ECLI:NL:HR:2000:AA8849
Hoge Raad
- Cassatie
- E. Korthals Altes
- D.H. Beukenhorst
- L. Monné
- P.J. van Amersfoort
- C.B. Bavinck
- Rechtspraak.nl
Cassatie over de aftrekbaarheid van studiekosten voor uitwonende studenten in relatie tot de basisbeurs
In deze zaak gaat het om een cassatieprocedure die is ingesteld door de Staatssecretaris van Financiën tegen een uitspraak van het Gerechtshof te Amsterdam. De zaak betreft de aanslag inkomstenbelasting/premie volksverzekeringen voor het jaar 1996 van de belanghebbende, die als uitwonende student een basisbeurs ontving. De Inspecteur had een aanslag opgelegd op basis van een belastbaar inkomen van ƒ 8.039,--, maar het Hof heeft deze aanslag vernietigd en bepaald dat het belastbaar inkomen ƒ 4.439,-- moest zijn. De Staatssecretaris van Financiën was het niet eens met deze uitspraak en heeft cassatie ingesteld.

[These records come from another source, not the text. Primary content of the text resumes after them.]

//! Gemini `generateContent` client: the default [`GenerationService`].
//!
//! One POST per call to
//! `{base}/v1beta/models/{model}:generateContent`, authenticated with the
//! per-request token in the `x-goog-api-key` header. The wire structs below
//! mirror the REST API's JSON shapes; only the fields this crate reads are
//! modelled.
//!
//! Error mapping is the contract of this module: a 401/403 (or the 400 the
//! API emits for a malformed key) becomes
//! [`PromogenError::Authentication`]; a request timeout becomes
//! [`PromogenError::Timeout`]; anything else that goes wrong on the wire is
//! a [`PromogenError::GenerationService`] carrying the upstream message.
//! There is no retry — the caller is told immediately and may resubmit.

use crate::error::PromogenError;
use crate::service::{GenerationCall, GenerationService, CANDIDATE_COUNT, TEMPERATURE};
use async_trait::async_trait;
use serde::{Deserialize, Serialize};
use std::time::Duration;
use tracing::{debug, info};

/// Default endpoint base for the Gemini REST API.
pub const DEFAULT_ENDPOINT: &str = "https://generativelanguage.googleapis.com";

// ── Request wire types ───────────────────────────────────────────────────

#[derive(Debug, Serialize)]
#[serde(rename_all = "camelCase")]
struct GenerateContentRequest {
    system_instruction: SystemInstruction,
    contents: Vec<Content>,
    generation_config: GenerationConfig,
}

#[derive(Debug, Serialize)]
struct SystemInstruction {
    parts: Vec<TextPart>,
}

#[derive(Debug, Serialize)]
struct TextPart {
    text: String,
}

#[derive(Debug, Serialize)]
struct Content {
    role: &'static str,
    parts: Vec<Part>,
}

#[derive(Debug, Serialize)]
#[serde(untagged)]
enum Part {
    Text {
        text: String,
    },
    InlineData {
        #[serde(rename = "inlineData")]
        inline_data: InlineData,
    },
}

#[derive(Debug, Serialize)]
#[serde(rename_all = "camelCase")]
struct InlineData {
    mime_type: String,
    data: String,
}

#[derive(Debug, Serialize)]
#[serde(rename_all = "camelCase")]
struct GenerationConfig {
    temperature: f64,
    candidate_count: u32,
}

// ── Response wire types ──────────────────────────────────────────────────

#[derive(Debug, Deserialize)]
#[serde(rename_all = "camelCase")]
struct GenerateContentResponse {
    #[serde(default)]
    candidates: Vec<Candidate>,
    #[serde(default)]
    prompt_feedback: Option<PromptFeedback>,
}

#[derive(Debug, Deserialize)]
#[serde(rename_all = "camelCase")]
struct Candidate {
    #[serde(default)]
    content: Option<CandidateContent>,
    #[serde(default)]
    finish_reason: Option<String>,
}

#[derive(Debug, Deserialize)]
struct CandidateContent {
    #[serde(default)]
    parts: Vec<CandidatePart>,
}

#[derive(Debug, Deserialize)]
struct CandidatePart {
    #[serde(default)]
    text: Option<String>,
}

#[derive(Debug, Deserialize)]
#[serde(rename_all = "camelCase")]
struct PromptFeedback {
    #[serde(default)]
    block_reason: Option<String>,
}

// ── Client ───────────────────────────────────────────────────────────────

/// HTTP client for the Gemini `generateContent` endpoint.
///
/// Holds no credential — the token travels inside each
/// [`GenerationCall`] and exists only for the duration of the request.
#[derive(Debug, Clone)]
pub struct GeminiClient {
    http: reqwest::Client,
    endpoint: String,
    timeout_secs: u64,
}

impl GeminiClient {
    /// Create a client with the given endpoint base and per-call timeout.
    pub fn new(endpoint: impl Into<String>, timeout_secs: u64) -> Result<Self, PromogenError> {
        let http = reqwest::Client::builder()
            .timeout(Duration::from_secs(timeout_secs))
            .build()
            .map_err(|e| PromogenError::Internal(format!("HTTP client build failed: {e}")))?;

        Ok(Self {
            http,
            endpoint: endpoint.into().trim_end_matches('/').to_string(),
            timeout_secs,
        })
    }

    fn build_body(call: &GenerationCall<'_>) -> GenerateContentRequest {
        GenerateContentRequest {
            system_instruction: SystemInstruction {
                parts: vec![TextPart {
                    text: call.system_instruction.to_string(),
                }],
            },
            // Image first, then prompt text, matching the part order the
            // interaction surface presents them in.
            contents: vec![Content {
                role: "user",
                parts: vec![
                    Part::InlineData {
                        inline_data: InlineData {
                            mime_type: call.image.mime_type.clone(),
                            data: call.image.data.clone(),
                        },
                    },
                    Part::Text {
                        text: call.prompt.to_string(),
                    },
                ],
            }],
            generation_config: GenerationConfig {
                temperature: TEMPERATURE,
                candidate_count: CANDIDATE_COUNT,
            },
        }
    }
}

#[async_trait]
impl GenerationService for GeminiClient {
    async fn generate(&self, call: &GenerationCall<'_>) -> Result<String, PromogenError> {
        let url = format!(
            "{}/v1beta/models/{}:generateContent",
            self.endpoint, call.model
        );
        let body = Self::build_body(call);
        debug!("POST {} ({} prompt chars)", url, call.prompt.len());

        let response = self
            .http
            .post(&url)
            .header("x-goog-api-key", call.credential.expose())
            .json(&body)
            .send()
            .await
            .map_err(|e| {
                if e.is_timeout() {
                    PromogenError::Timeout {
                        secs: self.timeout_secs,
                    }
                } else {
                    PromogenError::GenerationService {
                        message: format!("request failed: {e}"),
                    }
                }
            })?;

        let status = response.status();
        if !status.is_success() {
            let detail = response.text().await.unwrap_or_default();
            return Err(map_error_status(status, detail));
        }

        let parsed: GenerateContentResponse =
            response
                .json()
                .await
                .map_err(|e| PromogenError::GenerationService {
                    message: format!("malformed response body: {e}"),
                })?;

        let text = extract_text(parsed)?;
        info!("Generation succeeded: {} chars", text.len());
        Ok(text)
    }
}

/// Map a non-success HTTP status to the right error kind.
///
/// Gemini reports a syntactically invalid key as 400 INVALID_ARGUMENT with
/// an "API key not valid" message, not as 401 — treat that as an
/// authentication failure too so the caller gets an actionable signal.
fn map_error_status(status: reqwest::StatusCode, detail: String) -> PromogenError {
    use reqwest::StatusCode;
    match status {
        StatusCode::UNAUTHORIZED | StatusCode::FORBIDDEN => {
            PromogenError::Authentication { detail }
        }
        StatusCode::BAD_REQUEST if detail.contains("API key") => {
            PromogenError::Authentication { detail }
        }
        _ => PromogenError::GenerationService {
            message: format!("HTTP {status}: {detail}"),
        },
    }
}

/// Pull the generated text out of a parsed response.
///
/// A blocked prompt or a candidate that stopped for safety means the model
/// produced no usable post; both surface as
/// [`PromogenError::ResponseBlocked`] instead of an empty string the caller
/// could mistake for a real (if terse) result.
fn extract_text(response: GenerateContentResponse) -> Result<String, PromogenError> {
    if let Some(feedback) = &response.prompt_feedback {
        if let Some(reason) = &feedback.block_reason {
            return Err(PromogenError::ResponseBlocked {
                reason: reason.clone(),
            });
        }
    }

    let candidate = response
        .candidates
        .into_iter()
        .next()
        .ok_or_else(|| PromogenError::GenerationService {
            message: "response contained no candidates".into(),
        })?;

    if let Some(reason) = &candidate.finish_reason {
        if reason == "SAFETY" || reason == "PROHIBITED_CONTENT" {
            return Err(PromogenError::ResponseBlocked {
                reason: reason.clone(),
            });
        }
    }

    let text: String = candidate
        .content
        .map(|c| {
            c.parts
                .into_iter()
                .filter_map(|p| p.text)
                .collect::<Vec<_>>()
                .join("")
        })
        .unwrap_or_default();

    Ok(text)
}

De Hoge Raad heeft in zijn uitspraak van 6 december 2000 de kwestie van de aftrekbaarheid van studiekosten voor uitwonende studenten behandeld. De belanghebbende betoogde dat de studiekosten niet verminderd moesten worden met het bedrag van de basisbeurs voor uitwonende studenten, maar met het lagere bedrag voor thuiswonende studenten. De Hoge Raad oordeelde dat de ongelijke behandeling van uitwonende en thuiswonende studenten in de belastingwetgeving een schending van het verbod op discriminatie inhoudt, zoals neergelegd in artikel 26 van het Internationaal Verdrag inzake burgerrechten en politieke rechten (IVBPR).
De Hoge Raad vernietigde de uitspraak van het Hof, behoudens de beslissing omtrent het griffierecht, en bevestigde de uitspraak van de Inspecteur. De Hoge Raad concludeerde dat de wetgever in redelijkheid heeft kunnen oordelen dat de uitvoerbaarheid van de wetgeving een objectieve en redelijke rechtvaardiging biedt voor de ongelijke behandeling van studenten. De zaak werd zelf afgedaan door de Hoge Raad, die geen termen aanwezig achtte voor een veroordeling in de proceskosten.